Çocukluğun Dezintegratif Bozukluğu
Çocukluk dezintegratif bozukluğu Heller hastalığı, Heller sendromu, Heller demansı, İnfantil demans veya dezintegratif psikoz gibi birçok adla da isimlendirilir. Yaygın Gelişimsel Bozukluklarda gelişimsel gerilikler genellikle yaşamın ilk yılı içerisinde başlarken çocukluk dezintegratif bozukluğunda en azından iki yıllık normal bir gelişimden sonra belirgin bir gelişimsel gerileme gözlenir. İlk bulgular, aktivitede artış, huzursuzluk ve anksiyetedir. En sık görülen belirtiler iletişimde (dili algılama veya ifade etme becerilerinde) gerileme, sosyal becerilerde yetersizlik, kazanılmış tuvalet alışkanlığını kaybetme, motor becerilerde azalma, yaşa uygun davranışlarda bozulma, yaşa uygun oyun becerilerinde bozulma, yaşıt ilişkilerinden kopma, sözel olmayan davranışlarda bozulma olarak sıralanabilir.
Asperger bozukluğu
Sendromun ana belirtileri aşırı içe kapanıklık, tekrarlayıcı davranışlar, tekdüze bir konuşma, belli bir konuya abartılı ilgidir. Çocuğunuz iletişim kurmuyorsa, çevresine duyarsızsa, mimik ve jestlerinizi anlamıyorsa asperger olup olmadığı yönünden değerlendirilmelidir. Asperger sendromlu çocuklar bebeklik yıllarında sağlıklı gelişirler, otistik çocuklar ise çok daha erken belirti verirler, çevreleriyle iletişimleri yoktur, konuşma gecikmesi vardır. Asperger çocuklarda konuşma gecikmesi yoktur. Etyolojisi bilinmemekte, genetik geçişli bir sorun olduğuna ilişkin veriler olup, otistik bozuklukta olan sebepler sorgulanmaktadır. Hastalık, 3-
4 yaşlarından sonra anlaşılmaya başlar, genellikle erkek çocuklarında daha sık görülür ve her dokuz erkek çocuğuna karşılık bir kız çocuğunda ortaya çıkmaktadır. Asperger sendromu belirsiz bir durumdur, görünmeyen bir sendrom olduğu için, bu sendromlu olan kişiler, birçok kişi tarafından yanlış anlaşılmıştır. Belirsizdir, aynı zamanda tanımlanması da zordur, genellikle, ”üçlü bir eksiklik” olarak tanımlanmıştır, üçlü bir zorluklar seti; 1. toplumsal ilişkilerde zorluklar 2. iletişimde zorluklar 3. hayal gücünde zorlanmalar olarak bu eksiklikler ortaya çıkmaktadır. Asperger sendromu, genelde özel ilgilerin olmasını ve rutin bozulduğu, zaman aşırı rahatsız olmayı kapsar
A tipik Otizm
“Atipik yaygın gelişimsel bozukluk” olarak da isimlendirilen bu grup, tam olarak tanısal ölçütleri karşılamayan ama otistik belirtiler de gösteren bir gruptur. Otizm yada Asperger sendromunun bazı özelliklerinin görünüp bazılarının görünmediği durumlarda konulan tanıdır. Karşılıklı toplumsal etkileşimde ağır ve yaygın gelişimsel bozukluk görülür. Sözel ve sözel olmayan iletişim becerilerinin gelişmesinde bozukluk ya da basmakalıp davranış, ilgi ve etkinlikler vardır.

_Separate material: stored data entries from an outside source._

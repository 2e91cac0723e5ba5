//! Per-backend incremental encoding state.

use std::fmt;
use std::str::FromStr;

use super::standard_form::StandardForm;
use crate::config::EncodingPolicy;
use crate::constraints::ConstraintStore;
use crate::error::{CanonError, Result};
use crate::model::VariableTable;
use crate::problem::{Objective, ObjectiveSense};

/// Identity of a consumer of the standard form.
///
/// Each backend owns an independent session and its own set of
/// materialization tags on variables and constraints.
#[derive(Debug, Clone, Copy, PartialEq, Eq, PartialOrd, Ord, Hash)]
pub enum Backend {
    Clarabel,
    Cvxopt,
    Mosek,
    Gurobi,
    Cplex,
    Glpk,
    Scip,
}

impl Backend {
    pub const ALL: [Backend; 7] = [
        Backend::Clarabel,
        Backend::Cvxopt,
        Backend::Mosek,
        Backend::Gurobi,
        Backend::Cplex,
        Backend::Glpk,
        Backend::Scip,
    ];

    pub fn name(&self) -> &'static str {
        match self {
            Backend::Clarabel => "clarabel",
            Backend::Cvxopt => "cvxopt",
            Backend::Mosek => "mosek",
            Backend::Gurobi => "gurobi",
            Backend::Cplex => "cplex",
            Backend::Glpk => "glpk",
            Backend::Scip => "scip",
        }
    }
}

impl fmt::Display for Backend {
    fn fmt(&self, f: &mut fmt::Formatter<'_>) -> fmt::Result {
        f.write_str(self.name())
    }
}

impl FromStr for Backend {
    type Err = CanonError;

    fn from_str(s: &str) -> Result<Self> {
        Backend::ALL
            .into_iter()
            .find(|b| b.name().eq_ignore_ascii_case(s))
            .ok_or_else(|| CanonError::InvalidOption(format!("unknown backend '{}'", s)))
    }
}

/// The standard form a backend has materialized so far.
#[derive(Debug, Clone)]
pub struct BackendSession {
    backend: Backend,
    policy: EncodingPolicy,
    form: StandardForm,
    builds: usize,
}

impl BackendSession {
    pub fn new(backend: Backend, policy: EncodingPolicy) -> Self {
        BackendSession {
            backend,
            policy,
            form: StandardForm::default(),
            builds: 0,
        }
    }

    pub fn backend(&self) -> Backend {
        self.backend
    }

    pub fn policy(&self) -> EncodingPolicy {
        self.policy
    }

    pub fn form(&self) -> &StandardForm {
        &self.form
    }

    /// Number of rebuilds since the session was created.
    pub fn builds(&self) -> usize {
        self.builds
    }

    /// Encode every entry not yet tagged with this backend, then tag it.
    pub(crate) fn rebuild(
        &mut self,
        table: &mut VariableTable,
        store: &mut ConstraintStore,
        objective: &Objective,
        sense: ObjectiveSense,
    ) -> Result<&StandardForm> {
        let backend = self.backend;
        let encoded = self.form.extend(
            table,
            store,
            objective,
            sense,
            self.policy,
            |entry| !entry.is_tagged(backend),
        )?;
        for &index in &encoded {
            store.tag(index, backend);
        }
        let fresh: Vec<usize> = table
            .iter()
            .enumerate()
            .filter(|(_, v)| !v.is_tagged(backend))
            .map(|(pos, _)| pos)
            .collect();
        for &pos in &fresh {
            table.tag(pos, backend);
        }
        self.builds += 1;

        tracing::debug!(
            component = "session",
            operation = "rebuild",
            backend = %backend,
            constraints = encoded.len(),
            variables = fresh.len(),
            build = self.builds,
            "Rebuilt standard form"
        );
        Ok(&self.form)
    }
}
//! SDPA sparse format writer.
//!
//! SDPA solves `minimize c'x` subject to `sum_i F_i x_i - F_0 >= 0` over a
//! block-diagonal matrix. Linear rows and bounds share one diagonal block,
//! each second-order cone becomes an arrow block and each semidefinite
//! constraint keeps its own block.

use std::collections::BTreeMap;
use std::fmt::Write;

use crate::error::{CanonError, Result};
use crate::problem::{ObjectiveSense, Problem};
use crate::solver::{Block, StandardForm};
use crate::sparse::DROP_TOL;

/// Entries keyed by `(matrix, block, row, col)`, all 1-based except the
/// matrix number where 0 is `F_0`.
#[derive(Debug, Default)]
struct Entries {
    values: BTreeMap<(usize, usize, usize, usize), f64>,
}

impl Entries {
    fn add(&mut self, matrix: usize, block: usize, i: usize, j: usize, value: f64) {
        let (i, j) = if i >= j { (i, j) } else { (j, i) };
        *self.values.entry((matrix, block, i + 1, j + 1)).or_insert(0.0) += value;
    }

    /// `F_0` for constant `c` at `(i, i)`.
    fn constant(&mut self, block: usize, i: usize, c: f64) {
        self.add(0, block, i, i, -c);
    }
}

fn check_expressible(form: &StandardForm) -> Result<()> {
    if !form.quadratic.is_empty() {
        return Err(CanonError::Unsupported("quadratic rows in SDPA format".into()));
    }
    if !form.objective.p.is_empty() {
        return Err(CanonError::Unsupported("quadratic objective in SDPA format".into()));
    }
    if !form.log_sum_exp.is_empty() {
        return Err(CanonError::Unsupported("log-sum-exp blocks in SDPA format".into()));
    }
    if form.has_integers() || !form.semicontinuous_columns.is_empty() {
        return Err(CanonError::Unsupported("integrality in SDPA format".into()));
    }
    Ok(())
}

/// Linear rows and bounds as the diagonal block; returns its size.
fn linear_block(form: &StandardForm, block: usize, entries: &mut Entries) -> usize {
    let mut row = 0;
    // a'x = b  as  a'x - b >= 0  and  b - a'x >= 0
    for r in 0..form.eq.rows() {
        for sign in [1.0, -1.0] {
            for &(_, c, v) in form.eq.triplets.iter().filter(|t| t.0 == r) {
                entries.add(c + 1, block, row, row, sign * v);
            }
            entries.constant(block, row, -sign * form.eq.rhs[r]);
            row += 1;
        }
    }
    // g'x <= r  as  r - g'x >= 0
    for r in 0..form.ineq.rows() {
        for &(_, c, v) in form.ineq.triplets.iter().filter(|t| t.0 == r) {
            entries.add(c + 1, block, row, row, -v);
        }
        entries.constant(block, row, form.ineq.rhs[r]);
        row += 1;
    }
    for j in 0..form.num_vars {
        if form.lower[j].is_finite() {
            entries.add(j + 1, block, row, row, 1.0);
            entries.constant(block, row, -form.lower[j]);
            row += 1;
        }
        if form.upper[j].is_finite() {
            entries.add(j + 1, block, row, row, -1.0);
            entries.constant(block, row, form.upper[j]);
            row += 1;
        }
    }
    row
}

/// `[s0, s'; s, s0 I] >= 0` for the cone member `s = h - G x`, so
/// `F_i = -arrow(G_i)` and `F_0 = -arrow(h)`.
fn arrow_block(cone: &Block, dim: usize, block: usize, entries: &mut Entries) {
    let mut place = |matrix: usize, k: usize, v: f64| {
        if k == 0 {
            for l in 0..dim {
                entries.add(matrix, block, l, l, v);
            }
        } else {
            entries.add(matrix, block, k, 0, v);
        }
    };
    for &(k, c, v) in &cone.triplets {
        place(c + 1, k, -v);
    }
    for (k, &h) in cone.h.iter().enumerate() {
        place(0, k, -h);
    }
}

/// `mat(h - G x) >= 0`, lower triangle only.
fn semidefinite_block(sdp: &Block, side: usize, block: usize, entries: &mut Entries) {
    for &(k, c, v) in &sdp.triplets {
        let (i, j) = (k % side, k / side);
        if i >= j {
            entries.add(c + 1, block, i, j, -v);
        }
    }
    for (k, &h) in sdp.h.iter().enumerate() {
        let (i, j) = (k % side, k / side);
        if i >= j {
            entries.add(0, block, i, j, -h);
        }
    }
}

/// Render a problem in SDPA sparse format.
pub fn to_sdpa_string(problem: &Problem) -> Result<String> {
    let form = problem.scratch_form()?;
    check_expressible(&form)?;

    let mut entries = Entries::default();
    let mut structure: Vec<i64> = Vec::new();
    let linear = linear_block(&form, 1, &mut entries);
    if linear > 0 {
        structure.push(-(linear as i64));
    }
    for cone in &form.cones {
        let block = structure.len() + 1;
        arrow_block(&cone.block, cone.dim(), block, &mut entries);
        structure.push(cone.dim() as i64);
    }
    for sdp in &form.sdp {
        let block = structure.len() + 1;
        semidefinite_block(&sdp.block, sdp.side, block, &mut entries);
        structure.push(sdp.side as i64);
    }
    if structure.is_empty() || form.num_vars == 0 {
        return Err(CanonError::Unsupported(
            "SDPA needs at least one variable and one block".into(),
        ));
    }

    let sign = if form.objective.sense == ObjectiveSense::Maximize {
        -1.0
    } else {
        1.0
    };
    let mut out = String::new();
    writeln!(
        out,
        "\"cvxcanon: {:?}, objective offset {}\"",
        form.objective.sense, form.objective.offset
    )?;
    writeln!(out, "{}", form.num_vars)?;
    writeln!(out, "{}", structure.len())?;
    let blocks: Vec<String> = structure.iter().map(i64::to_string).collect();
    writeln!(out, "{}", blocks.join(" "))?;
    let costs: Vec<String> = form
        .objective
        .c
        .iter()
        .map(|c| (sign * c + 0.0).to_string())
        .collect();
    writeln!(out, "{}", costs.join(" "))?;
    for ((m, b, i, j), v) in entries.values {
        if v.abs() > DROP_TOL {
            writeln!(out, "{} {} {} {} {}", m, b, i, j, v)?;
        }
    }
    Ok(out)
}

Öte yandan özgül bir yaygın gelişimsel bozukluk, şizofreni, şizotipal kişilik bozukluğu ya da çekingen kişilik bozukluğu için tanı ölçütleri tam olarak karşılanmamaktadır. Gözlenen belirtiler tanı koymak için yetersiz kaldığında olgu bu kategoriye dahil edilir.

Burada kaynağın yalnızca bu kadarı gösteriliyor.